‘Final Destination: Bloodlines’ almost solves my slasher problem
Sixth entry in the horror franchise keeps death in the family.
As a child of the ‘80s, slasher movies are in my DNA. Just as my grandfather grew up scared of Frankenstein’s monster and my mom was terrified of The Birds – or, to jump a generation, the hushed tones in which my kids talk about Pennywise1 – I had Jason Voorhees and Freddy Kreuger as my own personal boogeymen.
It’s easy to see why the subgenre is so popular and goes through a resurgence every generation. It’s a reliable formula – teens behave badly; get hacked apart; lather, rinse, repeat – and it’s cheap. Studios might like to pretend these offerings don’t exist, but it’s also what kept the lights on at several of them throughout the 80s; before The Lord of the Rings gave it a touch of class, New Line Cinema was known as “The House that Freddy Built.”
But I’ll be honest: these days, the slasher movie has largely lost its appeal for me. Sure, I’ll pull out one of the old faithful for Halloween, and I’ll usually turn out for a new entry in the Scream franchise. But I’ve found my affection waning in old(er) age.
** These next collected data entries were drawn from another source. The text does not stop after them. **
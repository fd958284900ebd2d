pub mod anomaly;
pub mod behavior;
pub mod community;
pub mod error;
pub mod pattern;
pub mod recommendation;
pub mod stats;
pub mod trend;

pub use anomaly::{Anomaly, AnomalyDetector, AnomalyKind, AnomalyScope, AnomalyService};
pub use behavior::{BehaviorAnalyzer, BehaviorPattern, BehaviorType};
pub use community::{
    Community, CommunityAlgorithm, CommunityDetector, CommunityOptions, CommunityReport,
    CommunityService,
};
pub use error::AnalysisError;
pub use pattern::{GraphPattern, PatternDetector, PatternKind, PatternOptions, PatternService};
pub use recommendation::{Recommendation, RecommendationEngine};
pub use trend::{EmergingTrend, EntityType, Timeframe, TopicTrend, TrendAnalyzer, UserSegment};
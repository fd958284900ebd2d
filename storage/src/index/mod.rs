pub mod adjacency;

pub use adjacency::AdjacencyIndex;
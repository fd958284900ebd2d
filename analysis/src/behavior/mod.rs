//! User behavior mining over session-grouped interaction histories.
//!
//! Every sub-analyzer works on the same [`BehaviorContext`]: the users active
//! in the window, their sessions, and the graph for content lookups. A
//! pattern is reported only when the share of active users that qualify for
//! it reaches `min_pattern_support`.

mod engagement;
mod preference;
mod segment;
pub mod session;
mod social;
mod temporal;

use crate::recommendation::{video_category, video_creator};
use chrono::{DateTime, Duration, Utc};
use reelgraph_core::config::BehaviorConfig;
use serde::{Deserialize, Serialize};
use session::{collect_activity, UserActivity};
use std::collections::BTreeMap;
use std::sync::Arc;
use storage::{Graph, GraphStore};
use tracing::debug;

#[derive(Debug, Clone, Copy, PartialEq, Eq, Serialize, Deserialize, Default)]
#[serde(rename_all = "kebab-case")]
pub enum BehaviorType {
    #[default]
    Engagement,
    ContentPreference,
    Temporal,
    SocialInteraction,
    Segment,
}

impl BehaviorType {
    pub fn as_str(&self) -> &'static str {
        match self {
            BehaviorType::Engagement => "engagement",
            BehaviorType::ContentPreference => "content-preference",
            BehaviorType::Temporal => "temporal",
            BehaviorType::SocialInteraction => "social-interaction",
            BehaviorType::Segment => "segment",
        }
    }
}

#[derive(Debug, Clone, PartialEq, Serialize, Deserialize)]
#[serde(rename_all = "camelCase")]
pub struct BehaviorPattern {
    pub id: String,
    pub kind: BehaviorType,
    pub name: String,
    pub description: String,
    pub support: f64,
    pub confidence: f64,
    pub users: Vec<String>,
    pub metrics: BTreeMap<String, f64>,
}

/// Shared inputs for one behavior run.
pub struct BehaviorContext<'g> {
    pub graph: &'g Graph,
    pub config: &'g BehaviorConfig,
    pub activity: Vec<UserActivity>,
}

impl<'g> BehaviorContext<'g> {
    pub fn new(graph: &'g Graph, config: &'g BehaviorConfig, now: DateTime<Utc>) -> Self {
        let activity = collect_activity(
            graph,
            Duration::days(config.window_days),
            Duration::minutes(config.session_gap_minutes),
            now,
        );
        Self {
            graph,
            config,
            activity,
        }
    }

    pub fn category_of(&self, video_id: &str) -> Option<String> {
        self.graph
            .get_node(video_id)
            .and_then(|video| video_category(self.graph, video))
    }

    pub fn creator_of(&self, video_id: &str) -> Option<String> {
        self.graph
            .get_node(video_id)
            .and_then(|video| video_creator(self.graph, video))
    }

    /// Build a pattern from the qualifying users, or nothing when support is
    /// below the configured minimum.
    pub fn emit(
        &self,
        kind: BehaviorType,
        slug: &str,
        name: impl Into<String>,
        description: impl Into<String>,
        users: Vec<String>,
        metrics: BTreeMap<String, f64>,
    ) -> Option<BehaviorPattern> {
        let population = self.activity.len();
        if population == 0 || users.is_empty() {
            return None;
        }
        let support = users.len() as f64 / population as f64;
        if support < self.config.min_pattern_support {
            return None;
        }
        // Shrinks toward zero for small populations.
        let confidence = support * population as f64 / (population as f64 + 5.0);
        Some(BehaviorPattern {
            id: format!("{}:{}", kind.as_str(), slug),
            kind,
            name: name.into(),
            description: description.into(),
            support,
            confidence,
            users,
            metrics,
        })
    }
}

/// Run one behavior analysis over `graph` as of `now`.
pub fn analyze_behavior(
    graph: &Graph,
    behavior: BehaviorType,
    config: &BehaviorConfig,
    now: DateTime<Utc>,
) -> Vec<BehaviorPattern> {
    let ctx = BehaviorContext::new(graph, config, now);
    let patterns = match behavior {
        BehaviorType::Engagement => engagement::analyze(&ctx),
        BehaviorType::ContentPreference => preference::analyze(&ctx),
        BehaviorType::Temporal => temporal::analyze(&ctx),
        BehaviorType::SocialInteraction => social::analyze(&ctx),
        BehaviorType::Segment => segment::analyze(&ctx),
    };
    debug!(
        "{} analysis over {} active users produced {} patterns",
        behavior.as_str(),
        ctx.activity.len(),
        patterns.len()
    );
    patterns
}

/// Store-backed behavior analysis.
pub struct BehaviorAnalyzer {
    store: Arc<GraphStore>,
    config: BehaviorConfig,
}

impl BehaviorAnalyzer {
    pub fn new(store: Arc<GraphStore>, config: BehaviorConfig) -> Self {
        Self { store, config }
    }

    pub async fn analyze(&self, behavior: BehaviorType) -> Vec<BehaviorPattern> {
        let graph = self.store.read().await;
        analyze_behavior(&graph, behavior, &self.config, Utc::now())
    }
}

pub(crate) fn rate(part: usize, whole: usize) -> f64 {
    if whole == 0 {
        0.0
    } else {
        part as f64 / whole as f64
    }
}

/// Most frequent key; ties go to the key counted first.
pub(crate) fn dominant<K: PartialEq>(keys: impl IntoIterator<Item = K>) -> Option<(K, usize, usize)> {
    let mut counts: Vec<(K, usize)> = Vec::new();
    let mut total = 0;
    for key in keys {
        total += 1;
        match counts.iter_mut().find(|(k, _)| *k == key) {
            Some((_, count)) => *count += 1,
            None => counts.push((key, 1)),
        }
    }
    let mut best: Option<(K, usize)> = None;
    for (key, count) in counts {
        if best.as_ref().map_or(true, |(_, top)| count > *top) {
            best = Some((key, count));
        }
    }
    best.map(|(key, count)| (key, count, total))
}
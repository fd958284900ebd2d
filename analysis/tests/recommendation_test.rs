use analysis::recommendation::{recommend, similar_users, trending_content};
use analysis::RecommendationEngine;
use chrono::{DateTime, Duration, TimeZone, Utc};
use reelgraph_core::config::{RecommendationConfig, SeedConfig};
use reelgraph_core::interaction::{ContentSnapshot, InteractionAction, UserInteraction};
use reelgraph_core::model::{Edge, EdgeKind, Node, NodeKind, NodeProperties};
use std::sync::Arc;
use storage::{Graph, GraphStore};

fn now() -> DateTime<Utc> {
    Utc.with_ymd_and_hms(2024, 6, 1, 12, 0, 0).unwrap()
}

fn add_video(graph: &mut Graph, id: &str, category: &str) {
    graph
        .add_node(
            Node::new(id, NodeKind::Video)
                .with_properties(NodeProperties::default().with_category(category))
                .with_created_at(now() - Duration::days(2)),
        )
        .unwrap();
}

fn view(graph: &mut Graph, edge_id: &str, user: &str, video: &str, at: DateTime<Utc>) {
    graph
        .add_edge(Edge::new(edge_id, EdgeKind::Viewed, user, video, 1.0).with_created_at(at))
        .unwrap();
}

/// u1 has watched seven Comedy and three Music videos.
fn comedy_fan() -> Graph {
    let mut graph = Graph::new();
    graph.add_node(Node::new("u1", NodeKind::User)).unwrap();
    for i in 0..10 {
        let id = format!("seen{}", i);
        let category = if i < 7 { "Comedy" } else { "Music" };
        add_video(&mut graph, &id, category);
        view(
            &mut graph,
            &format!("e{}", i),
            "u1",
            &id,
            now() - Duration::hours(10 - i as i64),
        );
    }
    add_video(&mut graph, "new-comedy", "Comedy");
    add_video(&mut graph, "new-fitness", "Fitness");
    graph
}

#[test]
fn test_affinity_category_beats_unfamiliar_one() {
    let graph = comedy_fan();
    let ranked = recommend(&graph, "u1", 5, true, &RecommendationConfig::default(), now());

    assert_eq!(ranked.len(), 2);
    let comedy = ranked.iter().find(|r| r.content_id == "new-comedy").unwrap();
    let fitness = ranked.iter().find(|r| r.content_id == "new-fitness").unwrap();

    assert!(comedy.breakdown.content > fitness.breakdown.content);
    assert!((comedy.breakdown.content - 0.35).abs() < 1e-9);
    assert_eq!(fitness.breakdown.content, 0.0);
    assert!(comedy.reasons.iter().any(|r| r.contains("Comedy")));
    assert!(fitness.breakdown.diversity > 0.0);
    assert_eq!(comedy.breakdown.diversity, 0.0);
}

#[test]
fn test_viewed_videos_are_never_recommended() {
    let graph = comedy_fan();
    let ranked = recommend(&graph, "u1", 50, false, &RecommendationConfig::default(), now());
    assert!(ranked.iter().all(|r| !r.content_id.starts_with("seen")));
    assert!(ranked.iter().all(|r| r.reasons.is_empty()));
}

#[test]
fn test_count_limits_and_scores_are_sorted() {
    let graph = comedy_fan();
    let ranked = recommend(&graph, "u1", 1, false, &RecommendationConfig::default(), now());
    assert_eq!(ranked.len(), 1);
    assert_eq!(ranked[0].content_id, "new-comedy");
}

#[test]
fn test_shared_viewers_raise_collaborative_score() {
    let mut graph = comedy_fan();
    graph.add_node(Node::new("u2", NodeKind::User)).unwrap();
    for i in 0..5 {
        view(&mut graph, &format!("u2-{}", i), "u2", &format!("seen{}", i), now());
    }
    view(&mut graph, "u2-new", "u2", "new-fitness", now());

    let ranked = recommend(&graph, "u1", 5, false, &RecommendationConfig::default(), now());
    let fitness = ranked.iter().find(|r| r.content_id == "new-fitness").unwrap();
    // |{seen0..seen4}| / |{seen0..seen9, new-fitness}| = 5 / 11
    assert!((fitness.breakdown.collaborative - 0.4 * 5.0 / 11.0).abs() < 1e-9);

    let peers = similar_users(&graph, "u1", 5).unwrap();
    assert_eq!(peers[0].user_id, "u2");
    assert_eq!(peers[0].score, 2.5);
}

#[test]
fn test_trending_content_weights_recent_engagement() {
    let mut graph = comedy_fan();
    graph.add_node(Node::new("u2", NodeKind::User)).unwrap();
    graph
        .add_edge(
            Edge::new("share", EdgeKind::Shared, "u2", "new-fitness", 1.0)
                .with_created_at(now() - Duration::hours(1)),
        )
        .unwrap();

    let trending = trending_content(&graph, 3, 24, now());
    assert_eq!(trending[0].content_id, "new-fitness");
    assert_eq!(trending[0].engagement_count, 1);
}

#[tokio::test]
async fn test_engine_reads_through_the_store() {
    let store = Arc::new(GraphStore::seeded(SeedConfig::default()).await);
    let at = Utc::now() - Duration::hours(1);
    store
        .process_user_interaction(
            "u1",
            &UserInteraction::new("v1", InteractionAction::View, at),
            &ContentSnapshot::new("v1").with_category("Gaming"),
        )
        .await
        .unwrap();
    store
        .process_user_interaction(
            "u2",
            &UserInteraction::new("v2", InteractionAction::View, at),
            &ContentSnapshot::new("v2").with_category("Gaming"),
        )
        .await
        .unwrap();

    let engine = RecommendationEngine::new(store, RecommendationConfig::default());
    let ranked = engine.get_recommendations("u1", 5, true).await;
    assert_eq!(ranked.len(), 1);
    assert_eq!(ranked[0].content_id, "v2");
    assert!(ranked[0].score > 0.0);
}
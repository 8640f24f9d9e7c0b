//! ---
//! dro_section: "06-dr-verification"
//! dro_subsection: "module"
//! dro_type: "source"
//! dro_scope: "code"
//! dro_description: "DR drill runner, RTO/RPO grading, and report rendering."
//! dro_version: "v0.1.0"
//! dro_owner: "tbd"
//! ---
//! Disaster-recovery drills: drive a real failover, measure recovery time
//! and data loss against the configured objectives, and append the graded
//! result to the immutable drill history.

mod report;
mod result;
mod verifier;

pub use report::render_report;
pub use result::{grade, DrillResult};
pub use verifier::DrillVerifier;

use r_dro_coordinator::CoordinatorError;
use r_dro_persistence::PersistenceError;

/// Result alias used throughout the drill crate.
pub type Result<T> = std::result::Result<T, DrillError>;

/// Error type for drill execution.
///
/// An attempt that ends `Aborted` or `RolledBack` is a *failed drill*, not
/// an error; this type covers only conditions where no graded result could
/// be produced at all.
#[derive(Debug, thiserror::Error)]
pub enum DrillError {
    /// The coordinator refused to start (wrong phase, unknown region, ...).
    #[error(transparent)]
    Coordinator(#[from] CoordinatorError),
    /// The drill history could not be written.
    #[error(transparent)]
    Persistence(#[from] PersistenceError),
}
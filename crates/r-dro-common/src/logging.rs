//! ---
//! dro_section: "01-core-functionality"
//! dro_subsection: "module"
//! dro_type: "source"
//! dro_scope: "code"
//! dro_description: "Shared primitives and utilities for the orchestrator runtime."
//! dro_version: "v0.1.0"
//! dro_owner: "tbd"
//! ---
use anyhow::Result;
use once_cell::sync::OnceCell;
use serde::{Deserialize, Serialize};
use tracing::info;
use tracing_appender::rolling::daily;
use tracing_subscriber::filter::EnvFilter;
use tracing_subscriber::fmt;
use tracing_subscriber::layer::{Layer, SubscriberExt};
use tracing_subscriber::util::SubscriberInitExt;

use crate::config::LoggingConfig;

const LOG_ENV: &str = "R_DRO_LOG";

static FILE_GUARD: OnceCell<tracing_appender::non_blocking::WorkerGuard> = OnceCell::new();
static STDOUT_GUARD: OnceCell<tracing_appender::non_blocking::WorkerGuard> = OnceCell::new();

/// Available log formats for the control binary.
#[derive(Debug, Clone, Copy, Serialize, Deserialize, PartialEq, Eq, Default)]
#[serde(rename_all = "kebab-case")]
pub enum LogFormat {
    #[default]
    StructuredJson,
    Pretty,
}

/// Initialize the tracing subscriber based on configuration and environment variables.
///
/// * `R_DRO_LOG` can be set to override the log filter (e.g. `info`, `debug,foo=trace`).
///   When unset the standard `RUST_LOG` variable is honoured, finally defaulting to
///   `info`.
/// * Structured JSON is emitted to stdout by default which keeps container logs tidy,
///   while a rolling daily log file is created for post-incident analysis.
pub fn init_tracing(service_name: &str, config: &LoggingConfig) -> Result<()> {
    std::fs::create_dir_all(&config.directory)?;
    let prefix = config
        .file_prefix
        .clone()
        .unwrap_or_else(|| service_name.to_owned());

    let file_appender = daily(&config.directory, format!("{}.log", prefix));
    let (file_writer, file_guard) = tracing_appender::non_blocking(file_appender);
    let (stdout_writer, stdout_guard) = tracing_appender::non_blocking(std::io::stdout());

    let _ = FILE_GUARD.set(file_guard);
    let _ = STDOUT_GUARD.set(stdout_guard);

    let filter = match std::env::var(LOG_ENV) {
        Ok(directive) => EnvFilter::try_new(directive).unwrap_or_else(|err| {
            eprintln!(
                "invalid {} directive ({}); defaulting to info logging",
                LOG_ENV, err
            );
            EnvFilter::new("info")
        }),
        Err(_) => EnvFilter::try_from_default_env().unwrap_or_else(|_| EnvFilter::new("info")),
    };

    let fmt_layer = match config.format {
        LogFormat::StructuredJson => fmt::layer()
            .with_target(false)
            .with_timer(fmt::time::UtcTime::rfc_3339())
            .json()
            .with_writer(stdout_writer)
            .boxed(),
        LogFormat::Pretty => fmt::layer()
            .with_target(true)
            .with_timer(fmt::time::UtcTime::rfc_3339())
            .with_writer(stdout_writer)
            .boxed(),
    };

    let file_layer = fmt::layer()
        .with_target(true)
        .with_timer(fmt::time::UtcTime::rfc_3339())
        .json()
        .with_writer(file_writer)
        .boxed();

    tracing_subscriber::registry()
        .with(filter)
        .with(fmt_layer)
        .with(file_layer)
        .try_init()
        .ok();

    info!(service = %service_name, log_dir = %config.directory.display(), format = ?config.format, "tracing initialised");
    Ok(())
}
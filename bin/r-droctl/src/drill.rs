//! ---
//! dro_section: "05-external-interfaces"
//! dro_subsection: "binary"
//! dro_type: "source"
//! dro_scope: "code"
//! dro_description: "Operator CLI for failover, failback, drills, and status."
//! dro_version: "v0.1.0"
//! dro_owner: "tbd"
//! ---
use anyhow::{bail, Result};
use clap::Args;
use r_dro_common::config::AppConfig;
use r_dro_drill::{render_report, DrillVerifier};
use r_dro_persistence::DrillHistory;

use crate::runtime::Runtime;

#[derive(Debug, Args)]
pub struct DrillArgs {
    /// Region to drill against (defaults to the current standby).
    #[arg(long = "to", value_name = "REGION")]
    pub to: Option<String>,

    /// Chain a failback after the failover and report its duration.
    #[arg(long = "with-failback")]
    pub with_failback: bool,
}

pub async fn run(config: AppConfig, args: DrillArgs) -> Result<()> {
    let runtime = Runtime::start(config).await?;
    runtime.coordinator.resume().await?;
    runtime.warm_up().await;

    let target = args
        .to
        .unwrap_or_else(|| runtime.coordinator.state().standby_region);
    let verifier = DrillVerifier::new(
        runtime.coordinator.clone(),
        runtime.replication.clone(),
        DrillHistory::new(runtime.config.persistence.drill_history_path()),
        runtime.config.drill.clone(),
    );

    let result = verifier.run(&target, args.with_failback).await;
    runtime.shutdown().await?;

    let result = result?;
    println!("{}", render_report(&result));
    if !result.passed {
        bail!("drill {} failed its objectives", result.drill_id);
    }
    Ok(())
}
There’s something off-putting about waiting around just to watch unlikable, one-dimensional characters get butchered. As I’ve gotten older and experienced the death of friends and loved ones, reveling in graphic demises feels sad, not fun. Attempts to class the genre up with films like In a Violent Nature, have really just proven you can’t really make these films respectable2. I’m not judging. I’m just saying I’ve outgrown it. The slasher is a young person’s genre.
Much has been written about the appeal of these films. Some say it’s because the formula – which often sees teens pay a violent price for indulging in drugs and premarital sex – harkens back to old wives’ tales and morality fables. Others think young people just like the fun of jumping out of their seats and squirming at gore. Those are all good explanations, but I also like the theory that the appeal lies in teens’ fear of their own mortality. The teenage years are the ones in which people traditionally have their first encounters with death, and the slasher movie amplifies that anxiety.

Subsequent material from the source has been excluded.